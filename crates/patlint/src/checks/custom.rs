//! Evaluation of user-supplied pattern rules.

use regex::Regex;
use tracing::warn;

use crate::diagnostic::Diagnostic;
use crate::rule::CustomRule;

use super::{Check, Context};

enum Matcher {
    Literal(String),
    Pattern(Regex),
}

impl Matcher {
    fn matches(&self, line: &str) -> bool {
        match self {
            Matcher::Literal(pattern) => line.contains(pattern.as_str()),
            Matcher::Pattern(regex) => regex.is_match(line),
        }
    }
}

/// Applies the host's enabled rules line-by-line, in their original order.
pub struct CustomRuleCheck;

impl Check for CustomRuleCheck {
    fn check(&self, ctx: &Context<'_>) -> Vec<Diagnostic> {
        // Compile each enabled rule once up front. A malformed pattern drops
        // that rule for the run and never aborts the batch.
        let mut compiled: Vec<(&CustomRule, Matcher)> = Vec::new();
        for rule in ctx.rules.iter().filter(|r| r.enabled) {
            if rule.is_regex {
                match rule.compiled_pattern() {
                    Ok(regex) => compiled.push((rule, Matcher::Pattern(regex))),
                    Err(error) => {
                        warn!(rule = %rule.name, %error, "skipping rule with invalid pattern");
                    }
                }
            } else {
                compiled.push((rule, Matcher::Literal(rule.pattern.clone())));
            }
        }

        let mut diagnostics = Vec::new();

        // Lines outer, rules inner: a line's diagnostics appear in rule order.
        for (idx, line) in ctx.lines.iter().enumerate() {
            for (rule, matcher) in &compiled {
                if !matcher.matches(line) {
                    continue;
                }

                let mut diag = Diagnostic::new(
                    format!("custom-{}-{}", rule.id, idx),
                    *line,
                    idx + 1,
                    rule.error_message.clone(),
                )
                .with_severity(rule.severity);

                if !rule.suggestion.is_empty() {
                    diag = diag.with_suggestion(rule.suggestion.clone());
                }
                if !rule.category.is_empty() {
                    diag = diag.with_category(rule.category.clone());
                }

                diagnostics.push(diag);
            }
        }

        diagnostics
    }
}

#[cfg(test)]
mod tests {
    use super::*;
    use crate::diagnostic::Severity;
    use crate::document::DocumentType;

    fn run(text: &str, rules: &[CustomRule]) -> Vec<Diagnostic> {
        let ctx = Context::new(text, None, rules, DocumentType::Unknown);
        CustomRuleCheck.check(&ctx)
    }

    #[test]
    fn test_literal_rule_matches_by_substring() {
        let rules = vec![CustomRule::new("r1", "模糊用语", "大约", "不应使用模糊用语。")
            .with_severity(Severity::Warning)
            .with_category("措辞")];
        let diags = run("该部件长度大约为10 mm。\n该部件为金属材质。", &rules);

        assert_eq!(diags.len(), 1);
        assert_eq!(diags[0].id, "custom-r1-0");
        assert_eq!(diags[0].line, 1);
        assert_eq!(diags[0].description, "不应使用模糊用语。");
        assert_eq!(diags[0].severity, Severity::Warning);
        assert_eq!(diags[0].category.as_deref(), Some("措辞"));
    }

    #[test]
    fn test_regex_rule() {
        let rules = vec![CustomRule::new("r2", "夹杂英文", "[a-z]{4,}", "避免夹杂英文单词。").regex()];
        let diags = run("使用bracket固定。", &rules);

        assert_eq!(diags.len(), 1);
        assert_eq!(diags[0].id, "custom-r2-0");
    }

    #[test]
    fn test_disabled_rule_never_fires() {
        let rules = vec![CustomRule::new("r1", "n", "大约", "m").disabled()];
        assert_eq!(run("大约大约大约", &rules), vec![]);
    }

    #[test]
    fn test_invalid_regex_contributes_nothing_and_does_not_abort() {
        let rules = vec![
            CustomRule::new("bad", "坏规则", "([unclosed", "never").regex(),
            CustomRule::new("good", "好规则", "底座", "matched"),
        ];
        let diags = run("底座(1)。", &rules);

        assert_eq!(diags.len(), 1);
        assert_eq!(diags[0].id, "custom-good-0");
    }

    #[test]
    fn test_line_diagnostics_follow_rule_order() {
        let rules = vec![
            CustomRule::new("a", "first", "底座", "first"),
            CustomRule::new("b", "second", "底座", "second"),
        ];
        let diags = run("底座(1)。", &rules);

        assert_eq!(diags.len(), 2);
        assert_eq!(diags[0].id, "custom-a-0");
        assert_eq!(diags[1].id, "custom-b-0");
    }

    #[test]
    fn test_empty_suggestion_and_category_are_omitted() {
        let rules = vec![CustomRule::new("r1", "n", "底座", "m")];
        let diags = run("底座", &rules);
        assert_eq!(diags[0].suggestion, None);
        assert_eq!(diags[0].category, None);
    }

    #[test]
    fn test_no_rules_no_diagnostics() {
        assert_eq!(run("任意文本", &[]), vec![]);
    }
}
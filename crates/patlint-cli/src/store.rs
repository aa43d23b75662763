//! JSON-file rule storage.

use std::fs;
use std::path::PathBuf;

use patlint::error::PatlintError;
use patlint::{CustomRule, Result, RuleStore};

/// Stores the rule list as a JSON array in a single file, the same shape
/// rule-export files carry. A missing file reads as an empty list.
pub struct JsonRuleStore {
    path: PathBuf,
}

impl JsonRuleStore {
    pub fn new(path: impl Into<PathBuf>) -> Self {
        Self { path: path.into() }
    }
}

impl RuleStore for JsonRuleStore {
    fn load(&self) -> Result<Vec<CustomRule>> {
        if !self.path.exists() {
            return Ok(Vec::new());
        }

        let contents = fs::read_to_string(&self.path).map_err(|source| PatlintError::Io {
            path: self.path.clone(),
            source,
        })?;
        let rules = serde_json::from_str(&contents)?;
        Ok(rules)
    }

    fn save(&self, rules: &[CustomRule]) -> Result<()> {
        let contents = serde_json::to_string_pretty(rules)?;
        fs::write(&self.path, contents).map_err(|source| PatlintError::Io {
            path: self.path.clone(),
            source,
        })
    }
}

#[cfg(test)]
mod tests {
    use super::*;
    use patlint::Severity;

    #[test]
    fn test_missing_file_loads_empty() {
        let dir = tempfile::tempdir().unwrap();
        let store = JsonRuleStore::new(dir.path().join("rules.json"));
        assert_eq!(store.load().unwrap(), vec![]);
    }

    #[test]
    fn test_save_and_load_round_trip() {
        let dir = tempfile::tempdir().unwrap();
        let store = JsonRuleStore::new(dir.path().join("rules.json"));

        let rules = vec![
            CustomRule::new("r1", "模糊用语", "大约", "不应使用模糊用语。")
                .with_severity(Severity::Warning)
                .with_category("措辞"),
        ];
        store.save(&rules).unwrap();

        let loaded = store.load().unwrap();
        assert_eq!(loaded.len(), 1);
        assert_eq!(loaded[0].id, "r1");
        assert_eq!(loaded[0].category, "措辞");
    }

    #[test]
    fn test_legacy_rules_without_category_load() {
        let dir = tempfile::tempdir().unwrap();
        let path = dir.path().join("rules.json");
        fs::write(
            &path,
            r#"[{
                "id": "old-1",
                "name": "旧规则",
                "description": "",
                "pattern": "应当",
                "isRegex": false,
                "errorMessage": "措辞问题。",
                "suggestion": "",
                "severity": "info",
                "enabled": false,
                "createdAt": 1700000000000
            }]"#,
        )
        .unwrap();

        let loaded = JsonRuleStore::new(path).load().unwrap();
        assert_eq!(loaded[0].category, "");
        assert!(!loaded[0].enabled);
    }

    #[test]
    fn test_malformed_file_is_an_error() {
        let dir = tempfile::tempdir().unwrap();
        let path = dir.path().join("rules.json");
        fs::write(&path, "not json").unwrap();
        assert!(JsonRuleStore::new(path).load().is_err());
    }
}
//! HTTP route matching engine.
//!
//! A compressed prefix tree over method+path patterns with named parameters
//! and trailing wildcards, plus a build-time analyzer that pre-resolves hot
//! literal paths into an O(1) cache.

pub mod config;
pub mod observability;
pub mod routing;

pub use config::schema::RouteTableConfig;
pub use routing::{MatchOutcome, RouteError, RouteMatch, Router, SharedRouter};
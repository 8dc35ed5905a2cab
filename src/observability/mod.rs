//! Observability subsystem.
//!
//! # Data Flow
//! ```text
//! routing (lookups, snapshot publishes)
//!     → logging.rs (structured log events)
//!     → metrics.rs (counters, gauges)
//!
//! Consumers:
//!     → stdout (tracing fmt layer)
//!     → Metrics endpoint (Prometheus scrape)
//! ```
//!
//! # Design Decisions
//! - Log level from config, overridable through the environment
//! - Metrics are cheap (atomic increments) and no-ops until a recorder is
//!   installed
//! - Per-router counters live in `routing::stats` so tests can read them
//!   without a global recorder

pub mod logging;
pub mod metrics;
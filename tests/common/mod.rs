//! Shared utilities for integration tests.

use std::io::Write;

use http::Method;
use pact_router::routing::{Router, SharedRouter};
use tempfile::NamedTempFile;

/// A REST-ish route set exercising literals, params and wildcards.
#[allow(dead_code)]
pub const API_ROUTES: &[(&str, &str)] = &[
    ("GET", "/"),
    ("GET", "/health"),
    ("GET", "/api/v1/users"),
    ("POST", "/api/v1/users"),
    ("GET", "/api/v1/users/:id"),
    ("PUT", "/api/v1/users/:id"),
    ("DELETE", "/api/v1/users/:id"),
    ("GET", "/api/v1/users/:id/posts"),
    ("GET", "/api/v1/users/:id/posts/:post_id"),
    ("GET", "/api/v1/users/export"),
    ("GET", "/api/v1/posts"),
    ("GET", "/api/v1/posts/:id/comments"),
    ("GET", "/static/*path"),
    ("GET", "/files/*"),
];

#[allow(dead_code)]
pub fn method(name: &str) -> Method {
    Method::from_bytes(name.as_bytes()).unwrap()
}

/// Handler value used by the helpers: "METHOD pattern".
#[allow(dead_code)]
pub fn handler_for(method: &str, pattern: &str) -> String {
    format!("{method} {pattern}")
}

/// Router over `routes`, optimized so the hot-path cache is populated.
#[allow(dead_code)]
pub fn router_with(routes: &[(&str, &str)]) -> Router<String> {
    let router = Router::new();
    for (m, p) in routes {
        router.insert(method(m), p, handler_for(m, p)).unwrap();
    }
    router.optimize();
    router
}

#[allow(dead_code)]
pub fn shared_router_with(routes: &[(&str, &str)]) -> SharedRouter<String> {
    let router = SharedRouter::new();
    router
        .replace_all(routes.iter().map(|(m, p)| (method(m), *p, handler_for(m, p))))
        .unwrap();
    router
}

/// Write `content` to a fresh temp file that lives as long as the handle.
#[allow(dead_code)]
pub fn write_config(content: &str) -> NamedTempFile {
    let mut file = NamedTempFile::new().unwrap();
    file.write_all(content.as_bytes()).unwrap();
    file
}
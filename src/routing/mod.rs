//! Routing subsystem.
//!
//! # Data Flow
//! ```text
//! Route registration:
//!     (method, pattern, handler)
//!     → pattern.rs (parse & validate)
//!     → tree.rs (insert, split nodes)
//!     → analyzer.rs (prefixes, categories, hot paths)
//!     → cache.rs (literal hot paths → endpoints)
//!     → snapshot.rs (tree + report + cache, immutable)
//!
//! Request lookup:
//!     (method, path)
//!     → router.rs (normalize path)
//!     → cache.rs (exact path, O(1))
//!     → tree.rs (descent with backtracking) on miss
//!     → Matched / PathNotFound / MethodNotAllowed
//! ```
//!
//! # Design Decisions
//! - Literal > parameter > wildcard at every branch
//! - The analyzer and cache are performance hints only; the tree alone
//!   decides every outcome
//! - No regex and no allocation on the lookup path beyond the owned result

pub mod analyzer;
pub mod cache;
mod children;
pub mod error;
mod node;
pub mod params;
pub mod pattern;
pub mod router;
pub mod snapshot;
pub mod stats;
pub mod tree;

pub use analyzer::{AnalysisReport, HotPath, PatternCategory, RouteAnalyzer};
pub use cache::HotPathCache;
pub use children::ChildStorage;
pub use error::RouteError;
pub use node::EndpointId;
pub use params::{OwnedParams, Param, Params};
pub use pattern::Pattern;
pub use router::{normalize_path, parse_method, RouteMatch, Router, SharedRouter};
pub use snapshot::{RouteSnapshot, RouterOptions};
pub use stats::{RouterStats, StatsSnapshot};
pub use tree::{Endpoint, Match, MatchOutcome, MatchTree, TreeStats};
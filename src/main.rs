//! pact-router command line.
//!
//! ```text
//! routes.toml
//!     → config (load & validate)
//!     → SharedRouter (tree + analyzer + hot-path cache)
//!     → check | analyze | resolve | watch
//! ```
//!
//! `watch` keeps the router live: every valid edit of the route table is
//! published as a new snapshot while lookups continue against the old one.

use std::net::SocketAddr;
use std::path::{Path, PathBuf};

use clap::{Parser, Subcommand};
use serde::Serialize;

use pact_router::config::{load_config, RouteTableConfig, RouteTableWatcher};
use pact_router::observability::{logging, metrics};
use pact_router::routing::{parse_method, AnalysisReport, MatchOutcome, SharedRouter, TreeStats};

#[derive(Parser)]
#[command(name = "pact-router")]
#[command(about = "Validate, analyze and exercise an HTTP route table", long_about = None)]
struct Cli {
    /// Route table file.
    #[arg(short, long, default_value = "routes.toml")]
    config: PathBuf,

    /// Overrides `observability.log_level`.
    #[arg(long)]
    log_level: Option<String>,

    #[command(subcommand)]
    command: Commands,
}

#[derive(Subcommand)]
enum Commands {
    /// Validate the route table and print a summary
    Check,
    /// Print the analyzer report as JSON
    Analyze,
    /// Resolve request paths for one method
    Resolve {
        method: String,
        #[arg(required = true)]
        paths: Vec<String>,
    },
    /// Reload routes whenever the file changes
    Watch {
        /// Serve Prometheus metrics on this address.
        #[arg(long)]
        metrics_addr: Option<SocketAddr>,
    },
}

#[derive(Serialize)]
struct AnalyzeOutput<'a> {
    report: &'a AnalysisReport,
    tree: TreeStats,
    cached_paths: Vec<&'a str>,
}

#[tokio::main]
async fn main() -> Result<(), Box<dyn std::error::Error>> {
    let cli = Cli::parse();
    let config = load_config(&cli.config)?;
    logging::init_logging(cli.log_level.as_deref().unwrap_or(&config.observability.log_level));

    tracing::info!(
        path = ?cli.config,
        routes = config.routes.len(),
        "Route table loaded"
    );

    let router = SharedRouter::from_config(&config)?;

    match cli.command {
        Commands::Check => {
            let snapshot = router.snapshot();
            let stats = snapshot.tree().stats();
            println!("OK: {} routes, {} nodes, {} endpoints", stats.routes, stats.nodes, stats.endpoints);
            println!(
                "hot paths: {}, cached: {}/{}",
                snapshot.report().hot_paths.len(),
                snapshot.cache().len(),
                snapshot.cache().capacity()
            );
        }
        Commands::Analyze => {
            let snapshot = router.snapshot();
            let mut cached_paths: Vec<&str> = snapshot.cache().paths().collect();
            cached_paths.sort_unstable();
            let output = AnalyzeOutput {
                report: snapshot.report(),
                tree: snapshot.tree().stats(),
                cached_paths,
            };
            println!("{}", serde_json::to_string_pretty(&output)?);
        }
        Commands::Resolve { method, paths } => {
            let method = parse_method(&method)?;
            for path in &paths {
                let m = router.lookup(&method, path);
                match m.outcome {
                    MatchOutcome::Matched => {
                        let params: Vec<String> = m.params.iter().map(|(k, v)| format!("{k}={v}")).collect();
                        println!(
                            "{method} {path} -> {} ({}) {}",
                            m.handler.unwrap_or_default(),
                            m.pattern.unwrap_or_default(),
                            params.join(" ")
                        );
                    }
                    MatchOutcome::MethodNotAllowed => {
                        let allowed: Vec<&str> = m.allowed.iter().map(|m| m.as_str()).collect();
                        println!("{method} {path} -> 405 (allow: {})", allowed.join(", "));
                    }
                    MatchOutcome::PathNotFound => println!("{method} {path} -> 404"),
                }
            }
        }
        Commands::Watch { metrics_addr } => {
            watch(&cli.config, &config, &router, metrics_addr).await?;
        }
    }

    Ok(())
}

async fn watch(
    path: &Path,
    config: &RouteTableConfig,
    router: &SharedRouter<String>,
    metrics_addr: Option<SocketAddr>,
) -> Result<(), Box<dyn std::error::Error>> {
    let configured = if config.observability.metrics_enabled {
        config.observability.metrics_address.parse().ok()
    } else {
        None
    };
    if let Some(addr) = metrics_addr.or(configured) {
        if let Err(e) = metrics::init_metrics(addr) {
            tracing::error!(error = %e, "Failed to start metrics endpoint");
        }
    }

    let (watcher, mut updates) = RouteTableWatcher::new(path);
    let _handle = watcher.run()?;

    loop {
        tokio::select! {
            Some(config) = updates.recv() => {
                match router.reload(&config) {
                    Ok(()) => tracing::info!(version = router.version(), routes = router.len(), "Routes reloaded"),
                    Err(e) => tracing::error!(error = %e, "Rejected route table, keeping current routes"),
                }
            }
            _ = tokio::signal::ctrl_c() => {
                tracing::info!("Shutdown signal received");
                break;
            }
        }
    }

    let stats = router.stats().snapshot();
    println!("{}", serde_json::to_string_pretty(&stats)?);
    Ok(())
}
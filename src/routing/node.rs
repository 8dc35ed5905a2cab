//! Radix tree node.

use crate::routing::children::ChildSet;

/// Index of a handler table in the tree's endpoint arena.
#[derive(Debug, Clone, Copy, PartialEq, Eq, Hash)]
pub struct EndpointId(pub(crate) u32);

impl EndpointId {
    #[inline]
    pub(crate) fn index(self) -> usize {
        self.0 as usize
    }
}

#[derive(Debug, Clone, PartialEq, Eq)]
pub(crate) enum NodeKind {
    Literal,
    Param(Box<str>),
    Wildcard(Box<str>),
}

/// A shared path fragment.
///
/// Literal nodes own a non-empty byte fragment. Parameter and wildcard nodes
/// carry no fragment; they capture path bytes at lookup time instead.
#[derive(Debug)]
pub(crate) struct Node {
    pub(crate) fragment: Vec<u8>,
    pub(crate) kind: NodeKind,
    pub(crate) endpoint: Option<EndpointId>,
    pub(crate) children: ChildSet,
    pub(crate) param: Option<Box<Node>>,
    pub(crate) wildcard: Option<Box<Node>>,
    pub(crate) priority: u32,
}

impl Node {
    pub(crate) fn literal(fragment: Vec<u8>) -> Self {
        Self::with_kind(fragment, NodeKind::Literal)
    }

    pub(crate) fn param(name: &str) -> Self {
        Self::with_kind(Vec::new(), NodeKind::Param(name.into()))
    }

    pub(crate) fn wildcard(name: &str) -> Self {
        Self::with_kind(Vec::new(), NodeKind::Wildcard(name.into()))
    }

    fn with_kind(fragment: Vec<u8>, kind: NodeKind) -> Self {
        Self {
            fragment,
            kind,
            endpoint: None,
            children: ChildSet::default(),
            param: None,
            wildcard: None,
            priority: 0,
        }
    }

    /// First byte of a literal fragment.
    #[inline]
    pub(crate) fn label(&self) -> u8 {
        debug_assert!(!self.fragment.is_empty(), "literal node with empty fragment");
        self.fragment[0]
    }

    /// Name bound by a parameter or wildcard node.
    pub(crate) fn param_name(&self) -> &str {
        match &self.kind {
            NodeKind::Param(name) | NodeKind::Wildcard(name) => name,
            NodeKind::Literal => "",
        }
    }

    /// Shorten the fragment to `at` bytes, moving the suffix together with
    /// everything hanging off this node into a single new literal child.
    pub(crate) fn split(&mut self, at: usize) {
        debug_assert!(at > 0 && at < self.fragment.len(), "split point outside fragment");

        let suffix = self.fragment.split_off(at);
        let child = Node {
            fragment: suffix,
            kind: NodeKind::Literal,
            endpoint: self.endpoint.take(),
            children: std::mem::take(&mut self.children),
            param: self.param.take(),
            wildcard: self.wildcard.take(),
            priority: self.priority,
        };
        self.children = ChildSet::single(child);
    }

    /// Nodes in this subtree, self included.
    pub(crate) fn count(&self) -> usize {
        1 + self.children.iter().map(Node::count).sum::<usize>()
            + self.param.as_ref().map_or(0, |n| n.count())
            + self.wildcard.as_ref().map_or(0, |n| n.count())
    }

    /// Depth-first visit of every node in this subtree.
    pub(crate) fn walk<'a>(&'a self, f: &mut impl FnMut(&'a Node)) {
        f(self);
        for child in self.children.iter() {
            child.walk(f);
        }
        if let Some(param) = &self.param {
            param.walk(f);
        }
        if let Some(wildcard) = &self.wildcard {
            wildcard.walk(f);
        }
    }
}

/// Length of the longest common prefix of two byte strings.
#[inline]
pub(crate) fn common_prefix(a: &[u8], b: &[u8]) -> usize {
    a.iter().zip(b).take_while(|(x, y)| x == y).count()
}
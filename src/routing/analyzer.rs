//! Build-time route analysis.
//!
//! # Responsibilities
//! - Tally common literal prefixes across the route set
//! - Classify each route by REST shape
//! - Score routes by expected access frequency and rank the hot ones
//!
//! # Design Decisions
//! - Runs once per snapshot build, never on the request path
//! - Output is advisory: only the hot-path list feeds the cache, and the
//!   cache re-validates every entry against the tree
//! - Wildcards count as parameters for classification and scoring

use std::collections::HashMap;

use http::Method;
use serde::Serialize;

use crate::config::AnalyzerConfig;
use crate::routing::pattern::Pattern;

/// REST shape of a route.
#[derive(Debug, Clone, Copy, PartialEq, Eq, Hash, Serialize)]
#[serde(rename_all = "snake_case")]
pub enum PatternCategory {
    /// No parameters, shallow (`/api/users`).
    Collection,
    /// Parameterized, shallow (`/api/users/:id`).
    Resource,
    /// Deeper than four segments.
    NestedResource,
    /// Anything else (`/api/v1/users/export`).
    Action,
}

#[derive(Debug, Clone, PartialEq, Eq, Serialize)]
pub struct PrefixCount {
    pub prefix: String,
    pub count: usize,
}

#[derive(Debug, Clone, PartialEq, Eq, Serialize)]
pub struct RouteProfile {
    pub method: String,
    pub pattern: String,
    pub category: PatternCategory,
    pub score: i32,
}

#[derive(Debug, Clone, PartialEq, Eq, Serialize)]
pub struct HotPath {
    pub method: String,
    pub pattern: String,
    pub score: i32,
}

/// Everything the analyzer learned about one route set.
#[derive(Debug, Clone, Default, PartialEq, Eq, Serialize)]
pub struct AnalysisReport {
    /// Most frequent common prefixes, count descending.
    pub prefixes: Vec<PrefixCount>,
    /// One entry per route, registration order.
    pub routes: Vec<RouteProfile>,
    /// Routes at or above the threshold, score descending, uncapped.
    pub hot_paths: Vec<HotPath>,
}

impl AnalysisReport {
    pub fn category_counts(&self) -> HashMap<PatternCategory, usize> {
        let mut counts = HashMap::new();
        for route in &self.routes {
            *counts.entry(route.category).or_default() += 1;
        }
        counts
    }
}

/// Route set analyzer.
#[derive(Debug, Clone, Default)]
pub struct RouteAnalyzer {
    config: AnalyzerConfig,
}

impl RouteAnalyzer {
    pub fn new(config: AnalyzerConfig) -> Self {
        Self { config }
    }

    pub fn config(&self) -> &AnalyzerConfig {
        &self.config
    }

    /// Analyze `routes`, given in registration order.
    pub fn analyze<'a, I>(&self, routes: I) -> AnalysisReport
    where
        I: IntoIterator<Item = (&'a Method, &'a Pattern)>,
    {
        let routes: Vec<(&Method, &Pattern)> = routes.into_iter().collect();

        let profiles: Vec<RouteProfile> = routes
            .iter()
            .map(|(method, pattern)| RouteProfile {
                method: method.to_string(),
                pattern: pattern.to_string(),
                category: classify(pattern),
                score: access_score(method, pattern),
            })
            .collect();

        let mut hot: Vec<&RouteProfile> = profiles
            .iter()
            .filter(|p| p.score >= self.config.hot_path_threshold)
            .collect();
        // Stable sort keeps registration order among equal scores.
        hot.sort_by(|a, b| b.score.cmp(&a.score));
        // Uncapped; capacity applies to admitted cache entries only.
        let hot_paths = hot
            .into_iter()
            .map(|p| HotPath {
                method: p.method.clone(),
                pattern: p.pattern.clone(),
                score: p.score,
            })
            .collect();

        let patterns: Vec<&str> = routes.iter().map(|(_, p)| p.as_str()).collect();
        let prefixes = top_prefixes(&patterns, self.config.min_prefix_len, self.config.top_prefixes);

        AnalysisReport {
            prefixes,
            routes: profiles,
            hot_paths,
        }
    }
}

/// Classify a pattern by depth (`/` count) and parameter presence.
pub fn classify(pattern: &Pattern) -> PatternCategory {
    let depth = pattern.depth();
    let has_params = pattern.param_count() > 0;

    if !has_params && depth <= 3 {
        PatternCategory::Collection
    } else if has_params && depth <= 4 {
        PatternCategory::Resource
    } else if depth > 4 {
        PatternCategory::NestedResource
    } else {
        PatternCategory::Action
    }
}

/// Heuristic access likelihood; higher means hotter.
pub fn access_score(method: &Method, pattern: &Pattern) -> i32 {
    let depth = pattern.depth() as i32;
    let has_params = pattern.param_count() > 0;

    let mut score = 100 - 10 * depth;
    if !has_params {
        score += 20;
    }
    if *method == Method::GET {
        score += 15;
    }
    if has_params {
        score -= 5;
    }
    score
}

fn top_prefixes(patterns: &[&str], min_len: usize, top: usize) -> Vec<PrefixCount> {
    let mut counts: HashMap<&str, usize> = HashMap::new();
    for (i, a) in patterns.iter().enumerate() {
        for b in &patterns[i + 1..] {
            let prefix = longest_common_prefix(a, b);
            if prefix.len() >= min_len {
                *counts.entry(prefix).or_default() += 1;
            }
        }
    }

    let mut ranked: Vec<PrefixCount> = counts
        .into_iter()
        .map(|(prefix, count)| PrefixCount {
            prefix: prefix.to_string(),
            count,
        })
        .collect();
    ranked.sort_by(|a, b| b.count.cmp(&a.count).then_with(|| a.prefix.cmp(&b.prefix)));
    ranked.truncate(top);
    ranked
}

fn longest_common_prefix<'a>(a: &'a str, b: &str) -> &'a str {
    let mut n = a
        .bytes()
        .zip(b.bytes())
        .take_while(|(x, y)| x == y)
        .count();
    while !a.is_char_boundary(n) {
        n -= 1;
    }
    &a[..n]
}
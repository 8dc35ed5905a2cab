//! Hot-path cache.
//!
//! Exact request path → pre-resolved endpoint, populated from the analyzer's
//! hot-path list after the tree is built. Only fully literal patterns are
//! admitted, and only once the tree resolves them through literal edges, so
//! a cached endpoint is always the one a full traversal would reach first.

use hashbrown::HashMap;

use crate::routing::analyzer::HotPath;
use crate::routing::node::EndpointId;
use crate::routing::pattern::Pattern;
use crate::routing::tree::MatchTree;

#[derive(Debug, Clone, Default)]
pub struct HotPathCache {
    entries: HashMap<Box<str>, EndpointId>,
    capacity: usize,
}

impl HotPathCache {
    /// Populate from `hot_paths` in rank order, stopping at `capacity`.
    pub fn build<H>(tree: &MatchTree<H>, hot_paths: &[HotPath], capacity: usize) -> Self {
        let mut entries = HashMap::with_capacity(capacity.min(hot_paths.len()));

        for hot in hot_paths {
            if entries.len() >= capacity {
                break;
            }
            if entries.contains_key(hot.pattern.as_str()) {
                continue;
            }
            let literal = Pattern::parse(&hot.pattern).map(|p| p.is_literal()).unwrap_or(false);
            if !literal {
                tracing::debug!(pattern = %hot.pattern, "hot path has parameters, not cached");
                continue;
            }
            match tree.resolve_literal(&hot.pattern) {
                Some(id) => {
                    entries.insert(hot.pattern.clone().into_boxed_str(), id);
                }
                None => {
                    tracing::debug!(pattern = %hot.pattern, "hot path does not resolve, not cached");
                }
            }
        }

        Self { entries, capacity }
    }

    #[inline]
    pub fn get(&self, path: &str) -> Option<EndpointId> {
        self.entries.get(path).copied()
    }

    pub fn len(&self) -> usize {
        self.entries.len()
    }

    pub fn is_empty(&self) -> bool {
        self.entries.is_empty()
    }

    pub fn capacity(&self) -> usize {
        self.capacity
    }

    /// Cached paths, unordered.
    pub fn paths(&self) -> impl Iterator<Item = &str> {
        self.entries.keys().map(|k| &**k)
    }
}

Task directions ▸ A single figure is required: the number of lines in the data where the word "them" occurs.

Response ▸ 2